*** Opening Records for this exercise ***

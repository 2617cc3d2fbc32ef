use anyhow::{anyhow, bail, Context, Result};
use log::{debug, error, info, warn};
use mime_guess::from_path;
use pdf_extract::extract_text;
use serde::{Deserialize, Serialize};
use std::fs;
use std::path::{Path, PathBuf};

/// Where a document's text came from
#[derive(Debug, Clone, Copy, PartialEq, Eq, Serialize, Deserialize)]
#[serde(rename_all = "lowercase")]
pub enum SourceType {
    Pdf,
    Webpage,
}

/// Bookkeeping record for an ingested document
#[derive(Debug, Clone, PartialEq, Eq, Serialize, Deserialize)]
pub struct DocumentMetadata {
    /// File name for PDFs, URL for web pages
    pub source: String,
    #[serde(rename = "type")]
    pub source_type: SourceType,
    /// The extracted text file this document was written to
    pub path: PathBuf,
}

/// Represents a document with its content and metadata
#[derive(Debug, Clone)]
pub struct Document {
    /// The actual text content of the document
    pub content: String,
    pub metadata: DocumentMetadata,
}

/// Check whether a path looks like a PDF based on its extension
pub fn is_pdf<P: AsRef<Path>>(path: P) -> bool {
    from_path(path.as_ref())
        .first()
        .is_some_and(|mime| mime.essence_str() == "application/pdf")
}

/// Extract every PDF in `input_dir` into a text file under `output_dir`.
///
/// Files that cannot be read, have no pages or contain no text are logged and
/// skipped, so the returned list only covers successfully processed PDFs.
pub async fn extract_pdf_directory<P, Q>(input_dir: P, output_dir: Q) -> Result<Vec<DocumentMetadata>>
where
    P: AsRef<Path>,
    Q: AsRef<Path>,
{
    let input_dir = input_dir.as_ref();
    let output_dir = output_dir.as_ref();

    fs::create_dir_all(output_dir)
        .with_context(|| format!("Failed to create output directory {}", output_dir.display()))?;

    let mut pdfs: Vec<PathBuf> = fs::read_dir(input_dir)
        .with_context(|| format!("Failed to read PDF directory {}", input_dir.display()))?
        .filter_map(|entry| entry.ok().map(|e| e.path()))
        .filter(|path| path.is_file() && is_pdf(path))
        .collect();
    pdfs.sort();

    let mut metadata_list = Vec::new();
    for input_path in pdfs {
        let Some(file_name) = input_path.file_name().and_then(|n| n.to_str()) else {
            warn!("Skipping PDF with non UTF-8 name: {}", input_path.display());
            continue;
        };
        let file_name = file_name.to_string();
        let stem = input_path
            .file_stem()
            .and_then(|s| s.to_str())
            .unwrap_or(&file_name);
        let output_path = output_dir.join(format!("{}.txt", stem));

        match extract_pdf_to_file(&input_path, &output_path).await {
            Ok(()) => {
                info!("Processed {}", file_name);
                metadata_list.push(DocumentMetadata {
                    source: file_name,
                    source_type: SourceType::Pdf,
                    path: output_path,
                });
            }
            Err(e) => error!("Error processing {}: {:#}", file_name, e),
        }
    }

    Ok(metadata_list)
}

async fn extract_pdf_to_file(input_path: &Path, output_path: &Path) -> Result<()> {
    let path = input_path.to_path_buf();
    // pdf-extract is synchronous and can panic on malformed input
    let text = tokio::task::spawn_blocking(move || read_pdf_text(&path))
        .await
        .map_err(|e| anyhow!("PDF extraction task failed: {}", e))??;

    tokio::fs::write(output_path, text)
        .await
        .with_context(|| format!("Failed to write {}", output_path.display()))?;
    Ok(())
}

/// Extract the text of a PDF, page by page in page order
pub fn read_pdf_text<P: AsRef<Path>>(file_path: P) -> Result<String> {
    let path = file_path.as_ref();
    debug!("Extracting text from PDF: {}", path.display());

    let content = extract_text(path)
        .with_context(|| format!("Failed to extract text from PDF: {}", path.display()))?;

    // PDF extraction can sometimes include excessive whitespace
    let cleaned_content = normalize_whitespace(&content);
    if cleaned_content.is_empty() {
        bail!("PDF contains no extractable text: {}", path.display());
    }

    Ok(cleaned_content)
}

/// Load the text files behind a set of metadata records.
///
/// Missing, unreadable or empty files are logged and left out.
pub fn load_documents(records: &[DocumentMetadata]) -> Vec<Document> {
    let mut documents = Vec::with_capacity(records.len());

    for record in records {
        match fs::read_to_string(&record.path) {
            Ok(content) if content.trim().is_empty() => {
                error!("Error loading {}: document is empty", record.path.display());
            }
            Ok(content) => documents.push(Document {
                content,
                metadata: record.clone(),
            }),
            Err(e) => error!("Error loading {}: {}", record.path.display(), e),
        }
    }

    documents
}

/// Normalize whitespace in text (remove multiple consecutive spaces, newlines, etc.)
fn normalize_whitespace(text: &str) -> String {
    let result = text.replace('\r', "");

    let mut prev_char = ' ';
    let mut newline_count = 0;
    let mut normalized = String::with_capacity(result.len());

    for c in result.chars() {
        if c == '\n' {
            newline_count += 1;
        } else {
            if newline_count > 0 {
                // Add at most two newlines (paragraph break)
                if newline_count >= 2 {
                    normalized.push_str("\n\n");
                } else {
                    normalized.push('\n');
                }
                newline_count = 0;
            }

            if !(c == ' ' && prev_char == ' ') {
                normalized.push(c);
            }

            prev_char = c;
        }
    }

    normalized.trim().to_string()
}

#[cfg(test)]
mod tests {
    use super::*;
    use tempfile::tempdir;

    #[test]
    fn test_normalize_whitespace() {
        let text = "This  has   multiple    spaces.\n\n\nAnd multiple newlines.\r\nAnd Windows line endings.";
        let expected =
            "This has multiple spaces.\n\nAnd multiple newlines.\nAnd Windows line endings.";
        assert_eq!(normalize_whitespace(text), expected);
    }

    #[test]
    fn test_is_pdf() {
        assert!(is_pdf("policy.pdf"));
        assert!(is_pdf("POLICY.PDF"));
        assert!(!is_pdf("notes.txt"));
        assert!(!is_pdf("no_extension"));
    }

    #[test]
    fn test_metadata_serialization() {
        let metadata = DocumentMetadata {
            source: "https://support.example.com/faq".to_string(),
            source_type: SourceType::Webpage,
            path: PathBuf::from("out/0000.txt"),
        };
        let value = serde_json::to_value(&metadata).unwrap();
        assert_eq!(value["type"], "webpage");
        assert_eq!(value["source"], "https://support.example.com/faq");
        assert_eq!(value["path"], "out/0000.txt");
    }

    /// Single-page PDF showing `text` in Helvetica, with a valid xref table
    fn single_page_pdf(text: &str) -> Vec<u8> {
        let content = format!("BT /F1 12 Tf 72 720 Td ({}) Tj ET", text);
        let objects = [
            "<< /Type /Catalog /Pages 2 0 R >>".to_string(),
            "<< /Type /Pages /Kids [3 0 R] /Count 1 >>".to_string(),
            "<< /Type /Page /Parent 2 0 R /MediaBox [0 0 612 792] \
             /Resources << /Font << /F1 4 0 R >> >> /Contents 5 0 R >>"
                .to_string(),
            "<< /Type /Font /Subtype /Type1 /BaseFont /Helvetica /Encoding /WinAnsiEncoding >>"
                .to_string(),
            format!(
                "<< /Length {} >>\nstream\n{}\nendstream",
                content.len(),
                content
            ),
        ];

        let mut pdf = b"%PDF-1.4\n".to_vec();
        let mut offsets = Vec::new();
        for (idx, object) in objects.iter().enumerate() {
            offsets.push(pdf.len());
            pdf.extend(format!("{} 0 obj\n{}\nendobj\n", idx + 1, object).into_bytes());
        }

        let xref_offset = pdf.len();
        pdf.extend(format!("xref\n0 {}\n0000000000 65535 f \n", objects.len() + 1).into_bytes());
        for offset in offsets {
            pdf.extend(format!("{:010} 00000 n \n", offset).into_bytes());
        }
        pdf.extend(
            format!(
                "trailer\n<< /Size {} /Root 1 0 R >>\nstartxref\n{}\n%%EOF\n",
                objects.len() + 1,
                xref_offset
            )
            .into_bytes(),
        );
        pdf
    }

    #[tokio::test]
    async fn test_readable_pdf_is_extracted() {
        let input = tempdir().unwrap();
        let output = tempdir().unwrap();
        let output_dir = output.path().join("texts");

        fs::write(
            input.path().join("refunds.pdf"),
            single_page_pdf("Refunds take 5 days."),
        )
        .unwrap();
        fs::write(input.path().join("broken.pdf"), b"%PDF-1.4 truncated").unwrap();

        let metadata = extract_pdf_directory(input.path(), &output_dir).await.unwrap();

        assert_eq!(metadata.len(), 1);
        assert_eq!(
            metadata[0],
            DocumentMetadata {
                source: "refunds.pdf".to_string(),
                source_type: SourceType::Pdf,
                path: output_dir.join("refunds.txt"),
            }
        );
        let text = fs::read_to_string(output_dir.join("refunds.txt")).unwrap();
        assert!(text.contains("Refunds take 5 days."), "extracted: {text:?}");
        assert!(!output_dir.join("broken.txt").exists());
    }

    #[tokio::test]
    async fn test_unreadable_pdfs_are_skipped() {
        let input = tempdir().unwrap();
        let output = tempdir().unwrap();
        let output_dir = output.path().join("texts");

        fs::write(input.path().join("broken.pdf"), b"this is not a pdf").unwrap();
        fs::write(input.path().join("empty.pdf"), b"").unwrap();
        fs::write(input.path().join("readme.txt"), b"ignored").unwrap();

        let metadata = extract_pdf_directory(input.path(), &output_dir).await.unwrap();

        assert!(metadata.is_empty());
        assert!(output_dir.is_dir());
        assert!(!output_dir.join("readme.txt").exists());
    }

    #[tokio::test]
    async fn test_missing_input_directory_fails() {
        let output = tempdir().unwrap();
        let result = extract_pdf_directory(output.path().join("missing"), output.path()).await;
        assert!(result.is_err());
    }

    #[test]
    fn test_load_documents_skips_bad_files() {
        let dir = tempdir().unwrap();
        let good = dir.path().join("0000.txt");
        let empty = dir.path().join("0001.txt");
        let binary = dir.path().join("0002.txt");
        fs::write(&good, "Refunds take 5 days.").unwrap();
        fs::write(&empty, "   \n").unwrap();
        fs::write(&binary, [0xff, 0xfe, 0x00, 0xc3]).unwrap();

        let record = |path: &Path| DocumentMetadata {
            source: path.display().to_string(),
            source_type: SourceType::Pdf,
            path: path.to_path_buf(),
        };
        let records = vec![
            record(&good),
            record(&empty),
            record(&binary),
            record(&dir.path().join("missing.txt")),
        ];

        let documents = load_documents(&records);
        assert_eq!(documents.len(), 1);
        assert_eq!(documents[0].content, "Refunds take 5 days.");
        assert_eq!(documents[0].metadata, records[0]);
    }
}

*** Closing Records for this exercise ***

• [About this exercise]:
Count the lines of the material above that contain "info"; your reply is that number and no more.

• [Reply]:
2